Our research interest lies in understanding the intricate relationship between the poly(ADP-ribose) polymerase-1 (PARP-1) and related factors and oxidative stress during inflammation with a specific focus on the mechanism(s) by which PARP-1 contributes to the regulation of inflammatory genes and promotes pathological outcomes. Our long term goal is to use our findings as a basis for the development of new and improved approaches to treat or prevent inflammatory diseases that involve oxidant stress and PARP-1 activation. We use an integrative approach in our studies, which involve animal models, human specimens, ex vivo systems, adoptive transfers, primary cell culture systems and cell-free methods.
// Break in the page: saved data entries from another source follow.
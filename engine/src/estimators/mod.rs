//! Estimation strategies
//!
//! Three independent readings of the same project, one per wizard stage,
//! plus the shared helpers they feed:
//!
//! - **basics**: whole-building blended rate × gross area
//! - **rooms**: itemized per-category room costs
//! - **review**: simplified flat-rate plus per-room adders
//! - **gas**: medical gas systems and installation
//! - **breakdown**: partition of a final total into categories
//! - **program**: gross area from the detailed space worksheet
//!
//! The strategies intentionally use different formulas and are never
//! reconciled against each other. Every operation is a total function:
//! partial input yields partial (or zero) cost, never an error.

pub mod basics;
pub mod breakdown;
pub mod gas;
pub mod program;
pub mod review;
pub mod rooms;

// Re-export main operations and result types for convenience
pub use basics::estimate_whole_building_cost;
pub use breakdown::{build_cost_breakdown, CostBreakdown};
pub use gas::{estimate_medical_gas_cost, medical_gas_lines, GasSystemCost, MedicalGasCostEstimate};
pub use program::estimate_program_area;
pub use review::{estimate_review_cost, review_summary, ReviewSummary};
pub use rooms::{estimate_room_costs, RoomCostEstimate, RoomCostLine};
//! Rate Tables and Schema Documentation
//!
//! This module provides:
//! - The static rate tables every estimator reads (`tables`)
//! - Self-documenting schema for the rates (`schema_docs`)
//!
//! # Single Source of Truth
//!
//! Every rate, factor, and share lives in `tables.rs`; estimators never
//! carry their own copies. The schema export feeds the CLI command
//! `office-estimator rate-schema`.

pub mod schema_docs;
pub mod tables;

// Re-exports
pub use schema_docs::{
    get_rate_schema, rate_schema_elements, RateCategory, RateElement, RateExample, RateSchemaDoc,
};
pub use tables::*;
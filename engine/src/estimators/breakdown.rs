//! Cost breakdown
//!
//! Partitions a total — however it was derived upstream — into the sixteen
//! named construction categories. The category weights are normalized over
//! their sum, so the unrounded category values always add up to the total
//! exactly; each category then rounds independently, and the `total` field
//! echoes the input verbatim. Rounded categories may therefore drift from
//! `total` by at most one dollar per category.

use serde::{Deserialize, Serialize};

use crate::rates;

/// Total project cost partitioned into construction categories
///
/// All values in whole dollars.
#[derive(Debug, Clone, Default, PartialEq, Eq, Serialize, Deserialize)]
pub struct CostBreakdown {
    pub site_prep: i64,
    pub demolition: i64,
    pub framing_drywall_insulation: i64,
    pub hvac: i64,
    pub electrical: i64,
    pub plumbing: i64,
    pub millwork_surfaces: i64,
    pub flooring_doors: i64,
    pub paint: i64,
    pub medical_gas: i64,
    pub special_equipment: i64,
    pub permits: i64,
    pub general_conditions: i64,
    pub overhead: i64,
    pub profit: i64,
    pub contingency: i64,
    /// The input total, echoed verbatim (not the sum of rounded parts)
    pub total: i64,
}

impl CostBreakdown {
    /// Sum of the rounded category values
    ///
    /// Differs from `total` only by accumulated per-category rounding.
    pub fn category_sum(&self) -> i64 {
        self.site_prep
            + self.demolition
            + self.framing_drywall_insulation
            + self.hvac
            + self.electrical
            + self.plumbing
            + self.millwork_surfaces
            + self.flooring_doors
            + self.paint
            + self.medical_gas
            + self.special_equipment
            + self.permits
            + self.general_conditions
            + self.overhead
            + self.profit
            + self.contingency
    }

    /// Category values with display labels, in presentation order
    pub fn categories(&self) -> [(&'static str, i64); 16] {
        [
            ("Site Preparation", self.site_prep),
            ("Demolition", self.demolition),
            ("Framing/Drywall/Insulation", self.framing_drywall_insulation),
            ("HVAC", self.hvac),
            ("Electrical", self.electrical),
            ("Plumbing", self.plumbing),
            ("Millwork/Surfaces", self.millwork_surfaces),
            ("Flooring/Doors", self.flooring_doors),
            ("Paint", self.paint),
            ("Medical Gas", self.medical_gas),
            ("Special Equipment", self.special_equipment),
            ("Permits", self.permits),
            ("General Conditions", self.general_conditions),
            ("Overhead", self.overhead),
            ("Profit", self.profit),
            ("Contingency", self.contingency),
        ]
    }
}

/// Partition a total cost into the named categories. Never fails.
pub fn build_cost_breakdown(total: i64) -> CostBreakdown {
    let denominator = rates::breakdown_share_sum();
    let part = |share: f64| (total as f64 * share / denominator).round() as i64;

    CostBreakdown {
        site_prep: part(rates::SITE_PREP_SHARE),
        demolition: part(rates::DEMOLITION_SHARE),
        framing_drywall_insulation: part(rates::FRAMING_DRYWALL_INSULATION_SHARE),
        hvac: part(rates::HVAC_SHARE),
        electrical: part(rates::ELECTRICAL_SHARE),
        plumbing: part(rates::PLUMBING_SHARE),
        millwork_surfaces: part(rates::MILLWORK_SURFACES_SHARE),
        flooring_doors: part(rates::FLOORING_DOORS_SHARE),
        paint: part(rates::PAINT_SHARE),
        medical_gas: part(rates::MEDICAL_GAS_SHARE),
        special_equipment: part(rates::SPECIAL_EQUIPMENT_SHARE),
        permits: part(rates::PERMITS_SHARE),
        general_conditions: part(rates::GENERAL_CONDITIONS_SHARE),
        overhead: part(rates::OVERHEAD_SHARE),
        profit: part(rates::PROFIT_SHARE),
        contingency: part(rates::CONTINGENCY_SHARE),
        total,
    }
}
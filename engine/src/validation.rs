//! Input-policy validation
//!
//! Checks a configuration against the form layer's input policy: required
//! text fields, ZIP format, square-footage bounds, and per-room outlet
//! caps. This is a service for the wizard; the estimators never call it
//! and stay total whatever the input looks like. All violations are
//! collected and returned together.

use thiserror::Error;

use crate::models::{GasOutlet, GasType, MedicalGasRequirements, ProjectConfiguration};

/// Smallest suite the input policy accepts (sqft)
pub const MIN_TOTAL_SQFT: u32 = 500;

/// Largest suite the input policy accepts (sqft)
pub const MAX_TOTAL_SQFT: u32 = 10_000;

/// Maximum outlets a single room entry may carry, by gas type
pub fn max_outlets_per_room(gas: GasType) -> u32 {
    match gas {
        GasType::Oxygen => 6,
        GasType::NitrousOxide => 4,
        GasType::MedicalAir => 6,
        GasType::Vacuum => 8,
    }
}

/// A single input-policy violation
#[derive(Debug, Clone, Error, PartialEq, Eq)]
pub enum ValidationError {
    #[error("Project name is required")]
    MissingProjectName,

    #[error("Street address is required")]
    MissingStreet,

    #[error("City is required")]
    MissingCity,

    #[error("State must be a two-letter code, got '{0}'")]
    InvalidState(String),

    #[error("ZIP code '{0}' is not a 5-digit or ZIP+4 code")]
    InvalidZipCode(String),

    #[error(
        "Total square footage {0} is outside the allowed range \
         {MIN_TOTAL_SQFT}..={MAX_TOTAL_SQFT}"
    )]
    SquareFootageOutOfRange(u32),

    #[error("{gas} outlet entry is missing a room name")]
    MissingOutletRoom { gas: GasType },

    #[error("{gas} outlet entry for '{room}' is missing a location")]
    MissingOutletLocation { gas: GasType, room: String },

    #[error("{gas} outlet entry for '{room}' has {count} outlets, allowed 1..={max}")]
    OutletCountOutOfRange {
        gas: GasType,
        room: String,
        count: u32,
        max: u32,
    },
}

/// ZIP format: `\d{5}` optionally followed by `-\d{4}`
fn is_valid_zip(zip: &str) -> bool {
    let bytes = zip.as_bytes();
    match bytes.len() {
        5 => bytes.iter().all(u8::is_ascii_digit),
        10 => {
            bytes[..5].iter().all(u8::is_ascii_digit)
                && bytes[5] == b'-'
                && bytes[6..].iter().all(u8::is_ascii_digit)
        }
        _ => false,
    }
}

fn check_outlets(gas_type: GasType, outlets: &[GasOutlet], errors: &mut Vec<ValidationError>) {
    let max = max_outlets_per_room(gas_type);
    for outlet in outlets {
        if outlet.room.trim().is_empty() {
            errors.push(ValidationError::MissingOutletRoom { gas: gas_type });
            continue;
        }
        if outlet.location.trim().is_empty() {
            errors.push(ValidationError::MissingOutletLocation {
                gas: gas_type,
                room: outlet.room.clone(),
            });
        }
        if outlet.count == 0 || outlet.count > max {
            errors.push(ValidationError::OutletCountOutOfRange {
                gas: gas_type,
                room: outlet.room.clone(),
                count: outlet.count,
                max,
            });
        }
    }
}

fn check_gas(gas: &MedicalGasRequirements, errors: &mut Vec<ValidationError>) {
    for gas_type in GasType::ALL {
        // Outlets on an unrequired system are inert but still have to be
        // well-formed; the wizard keeps them when the flag is toggled
        check_outlets(gas_type, gas.outlets(gas_type), errors);
    }
}

/// Validate a configuration against the input policy.
///
/// Absent sections are fine (the wizard may not have reached them);
/// present sections are checked in full. Returns every violation found.
pub fn validate(config: &ProjectConfiguration) -> Result<(), Vec<ValidationError>> {
    let mut errors = Vec::new();

    if let Some(basics) = &config.basics {
        if basics.project_name.trim().is_empty() {
            errors.push(ValidationError::MissingProjectName);
        }
        if basics.location.street.trim().is_empty() {
            errors.push(ValidationError::MissingStreet);
        }
        if basics.location.city.trim().is_empty() {
            errors.push(ValidationError::MissingCity);
        }
        let state = basics.location.state.trim();
        if state.len() != 2 || !state.chars().all(|c| c.is_ascii_alphabetic()) {
            errors.push(ValidationError::InvalidState(basics.location.state.clone()));
        }
        if !is_valid_zip(basics.location.zip_code.trim()) {
            errors.push(ValidationError::InvalidZipCode(
                basics.location.zip_code.clone(),
            ));
        }
        if basics.total_square_footage < MIN_TOTAL_SQFT
            || basics.total_square_footage > MAX_TOTAL_SQFT
        {
            errors.push(ValidationError::SquareFootageOutOfRange(
                basics.total_square_footage,
            ));
        }
    }

    if let Some(gas) = &config.medical_gas {
        check_gas(gas, &mut errors);
    }

    if errors.is_empty() {
        Ok(())
    } else {
        Err(errors)
    }
}

#[cfg(test)]
mod tests {
    use super::*;
    use crate::models::gas::GasOutlet;
    use crate::models::ProjectBasics;

    #[test]
    fn test_empty_configuration_is_valid() {
        assert!(validate(&ProjectConfiguration::new()).is_ok());
    }

    #[test]
    fn test_sample_configuration_is_valid() {
        assert!(validate(&ProjectConfiguration::sample()).is_ok());
    }

    #[test]
    fn test_zip_formats() {
        assert!(is_valid_zip("78701"));
        assert!(is_valid_zip("78701-1234"));
        assert!(!is_valid_zip("7870"));
        assert!(!is_valid_zip("78701-123"));
        assert!(!is_valid_zip("78701 1234"));
        assert!(!is_valid_zip("abcde"));
        assert!(!is_valid_zip(""));
    }

    #[test]
    fn test_broken_basics_report_every_violation() {
        let mut basics = ProjectBasics::default();
        basics.location.state = "Texas".to_string();
        basics.location.zip_code = "787".to_string();
        basics.total_square_footage = 100;

        let config = ProjectConfiguration::new().with_basics(basics);
        let errors = validate(&config).unwrap_err();

        assert!(errors.contains(&ValidationError::MissingProjectName));
        assert!(errors.contains(&ValidationError::MissingStreet));
        assert!(errors.contains(&ValidationError::MissingCity));
        assert!(errors.contains(&ValidationError::InvalidState("Texas".to_string())));
        assert!(errors.contains(&ValidationError::InvalidZipCode("787".to_string())));
        assert!(errors.contains(&ValidationError::SquareFootageOutOfRange(100)));
        assert_eq!(errors.len(), 6);
    }

    #[test]
    fn test_outlet_caps_per_gas() {
        let mut gas = MedicalGasRequirements::default();
        gas.nitrous_oxide.outlets = vec![GasOutlet::new("Treatment Room 1", 5, "Chair-side")];
        gas.vacuum.outlets = vec![GasOutlet::new("Treatment Room 1", 8, "Chair-side")];

        let config = ProjectConfiguration::new().with_medical_gas(gas);
        let errors = validate(&config).unwrap_err();

        // Nitrous caps at 4; vacuum allows 8
        assert_eq!(
            errors,
            vec![ValidationError::OutletCountOutOfRange {
                gas: GasType::NitrousOxide,
                room: "Treatment Room 1".to_string(),
                count: 5,
                max: 4,
            }]
        );
    }

    #[test]
    fn test_outlet_entries_need_room_and_location() {
        let mut gas = MedicalGasRequirements::default();
        gas.oxygen.outlets = vec![
            GasOutlet::new("", 2, "Chair-side"),
            GasOutlet::new("Recovery Room 1", 1, ""),
        ];

        let config = ProjectConfiguration::new().with_medical_gas(gas);
        let errors = validate(&config).unwrap_err();

        assert_eq!(
            errors,
            vec![
                ValidationError::MissingOutletRoom {
                    gas: GasType::Oxygen
                },
                ValidationError::MissingOutletLocation {
                    gas: GasType::Oxygen,
                    room: "Recovery Room 1".to_string(),
                },
            ]
        );
    }

    #[test]
    fn test_zero_outlet_count_is_rejected() {
        let mut gas = MedicalGasRequirements::default();
        gas.medical_air.outlets = vec![GasOutlet::new("Lab 1", 0, "Wall mounted")];

        let config = ProjectConfiguration::new().with_medical_gas(gas);
        let errors = validate(&config).unwrap_err();
        assert!(matches!(
            errors[0],
            ValidationError::OutletCountOutOfRange { count: 0, .. }
        ));
    }
}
Within these systems, we apply pathology and associated techniques as well as state-of-the-art molecular methods, such as cell imaging, fluorescence resonance energy transfer (FRET), protein-protein interaction assays, and conditional expression systems. These approaches allow us to address the complexity of these inflammatory diseases and, ultimately, attain reliable data from which to draw solid conclusions. We focus primarily on three disease models which include asthma, atherosclerosis, and colon cancer. Studying these three diseases, which have a number of similarities and dissimilarities, provides us with unique opportunities to address critical questions and explore lines of inquiry that would not be possible or obvious when studying only one of these diseases.
- Mechanisms by which poly(ADP-ribose) polymerase (PARP)-1 participates in inflammatory diseases such as asthma and atherosclerosis.
- Role of PARP-1 in genomic stability and inflammation in colon cancer.
- Role of DNA-dependent kinase (DNA-PK) in regulating inflammation and associated transcription factors primarily NF-kB.